From my village I see as much as from earth one can see of the Universe… Therefore my village is as big as any other earth, because I am the size of what I see, and not the size of my own height…
— F. Pessoa

中間人 / Go-Between

Go-Between explores Hong Kong and the Canton region through a personal return following seven years of absence - a period shaped by the loss of the photographer’s grandmother and by the accelerated transformation of the environments tied to her family history. Through monochrome photographs, Felicitas observes how identity is shaped and challenged by spaces that evolve faster, than personal or collective memory can keep up. The images navigate the contrasts between familiarity and estrangement, past and present, the intimate and the overwhelming, and wonder how people preserve a sense of self within vast cityscapes. Through this approach, the project offers a reflection on belonging, dislocation, and the shifting tension between personal identity and the places that continue to redefine it.

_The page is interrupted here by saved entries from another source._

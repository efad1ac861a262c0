//! Two services on fixed ports: `clock` hands `alarm` a reference to its own
//! `ring` function, and `alarm` calls it back.
//!
//! Run with `RUST_LOG=debug cargo run --example callback` to see the dispatch
//! logs.

use rpcref::{CallStub, RemoteFunctionRef, Service, ServiceEntry, WaitPolicy};
use std::time::Duration;
use tokio::{task, time};
use tracing_subscriber::EnvFilter;

const CLOCK: ServiceEntry = ServiceEntry::new("clock", 8870);
const ALARM: ServiceEntry = ServiceEntry::new("alarm", 8871);

#[tokio::main(flavor = "current_thread")]
async fn main() -> Result<(), Box<dyn std::error::Error>> {
    tracing_subscriber::fmt()
        .with_env_filter(EnvFilter::from_default_env())
        .init();

    let mut clock = Service::new(CLOCK);
    clock.register("ring", |label: String| async move {
        println!("ring! ({label})");
        true
    })?;
    let ring = clock.reference("ring").ok_or("`ring` is registered above")?;
    task::spawn(clock.serve());

    let mut alarm = Service::new(ALARM);
    alarm.register(
        "set",
        |callback: RemoteFunctionRef, after_ms: u64, label: String| async move {
            time::sleep(Duration::from_millis(after_ms)).await;
            callback
                .invoke::<_, _, bool>(&CallStub::new(), (label,))
                .await
                .map_err(|e| e.to_string())
        },
    )?;
    task::spawn(alarm.serve());

    let stub = CallStub::new();
    for entry in [&CLOCK, &ALARM] {
        if !entry.wait_startup(&stub, WaitPolicy::default()).await {
            return Err(format!("{} did not start", entry.name).into());
        }
    }

    let rang: bool = stub
        .call(ALARM.addr(), "set", (ring, 100u64, "tea is ready"))
        .await?;
    println!("alarm reported: {rang}");
    Ok(())
}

Interview about Go-Between for Visual Art Journal issue #49, released 28/02/26

Artists’ statement

Growing up, we regularly visited family in China and simultaneously witnessed the changes that drastically sculpted the landscape in the late 90s and early 2000s. Crossing a border felt like a simple formality, so the extreme protectionism that ensued from the pandemic came as a shock. Not only was my family deprived of being at my father’s mother’s funeral, but we wouldn’t be able to visit the country for another seven years. A lot had changed in that time, including my professional career shift from cinema to photography, which taught me how to pay an aesthetically sensible kind of attention, and in turn had opened up a whole new world of perspectives. As a result, returning to Hong Kong and Canton, carried an anticipation that was both professional and deeply personal.

The ensuing set of images are an exploration of memory and identity. What I encountered were cities that felt recognizable only in fragments—spaces I had defined through personal experiences that had been transformed beyond easy reconciliation. This was most palpable when stepping into what used to be my grandmother’s apartment: rented out furnished, everything was more or less untouched, which made her absence only more unbearable. Ironic that the only place I would’ve welcomed the change of ended up being her apartment. My sense of being slightly out of place used to be linked to my mixed race appearance, now it felt much deeper: being raised across different cultural and geographic contexts, I am accustomed to negotiating belonging, and this return intensified that condition.

The camera became both a shield and a vessel: a means of maintaining distance while allowing for careful attention. The act of looking became a method of re-encountering a place without the expectation of coherence, and photographing offered a way to slow down environnements that are driven by rapid change. I traced my own process of return: the images emerge from an in-between position, where memory, place, and identity momentarily converge. In this sense, the images become less about recovery than about negotiating how one continues to belong to places that persist in changing.